2. You’re not receiving impairment-based treatments

Impairment based treatments mean your treatment is not focused on a diagnosis. Neck pain and headaches can be the result of many irritated tissues and treatment should be focused more on things like "joint-mediated neck pain", muscle tightness, joint stiffness and weakness of specific muscles. Modern day physiotherapy management of neck pain and headaches should target pain, stiffness and weakness- not an C5/6 disc bulge.

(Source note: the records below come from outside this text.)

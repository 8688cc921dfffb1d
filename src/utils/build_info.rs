/// Compile-time build metadata produced by `build.rs`.
#[derive(Debug, Clone, Copy)]
pub struct BuildMetadata {
    pub version: &'static str,
    pub git_hash: &'static str,
    pub git_status: &'static str,
    pub timestamp: &'static str,
    pub profile: &'static str,
    pub rustc: &'static str,
}

impl BuildMetadata {
    /// One-line description printed by `--version`.
    pub fn describe(&self) -> String {
        format!(
            "formhub_display {} ({} {}, {} build, {})",
            self.version, self.git_hash, self.git_status, self.profile, self.timestamp
        )
    }
}

/// Returns the statically-embedded build metadata.
pub fn current() -> BuildMetadata {
    BuildMetadata {
        version: env!("CARGO_PKG_VERSION"),
        git_hash: option_env!("FORMHUB_DISPLAY_BUILD_HASH").unwrap_or("unknown"),
        git_status: option_env!("FORMHUB_DISPLAY_BUILD_STATUS").unwrap_or("unknown"),
        timestamp: option_env!("FORMHUB_DISPLAY_BUILD_TIMESTAMP").unwrap_or("unknown"),
        profile: option_env!("FORMHUB_DISPLAY_BUILD_PROFILE").unwrap_or("unknown"),
        rustc: option_env!("FORMHUB_DISPLAY_BUILD_RUSTC").unwrap_or("unknown"),
    }
}

#[cfg(test)]
mod tests {
    use super::*;

    #[test]
    fn describe_includes_package_version() {
        let meta = current();
        assert!(meta.describe().contains(env!("CARGO_PKG_VERSION")));
    }
}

Neck pain and headache treatment physio

3. You haven’t been educated in the directional preference of your neck

When your spine is painful, stiff and irritable it will always have a directional preference- this means it will prefer to move in one direction opposed to the other. In most cases of neck pain when the diagnosis is disc-related the spine does not like to flex, this means it does not like to look down or do stretches that pulls the head forward and down. Alternatively, your neck will love to retract and extend back and these movements should be encouraged and emphasised.

 

If your diagnosis is unilateral or one sided neck pain with arm pain the spine will not like to flex or shift away from the affected side. In this case your neck should be desensitised with contralateral lateral shift and when your arm pain has resolved, progressed to just cervical retractions. These directions and movements should be assessed in the initial assessment and be the cornerstone of your treatment plan. Our physiotherapists and exercise physiologists make a good habit of knowing the directional preference of your neck when it is painful, stiff and irritable.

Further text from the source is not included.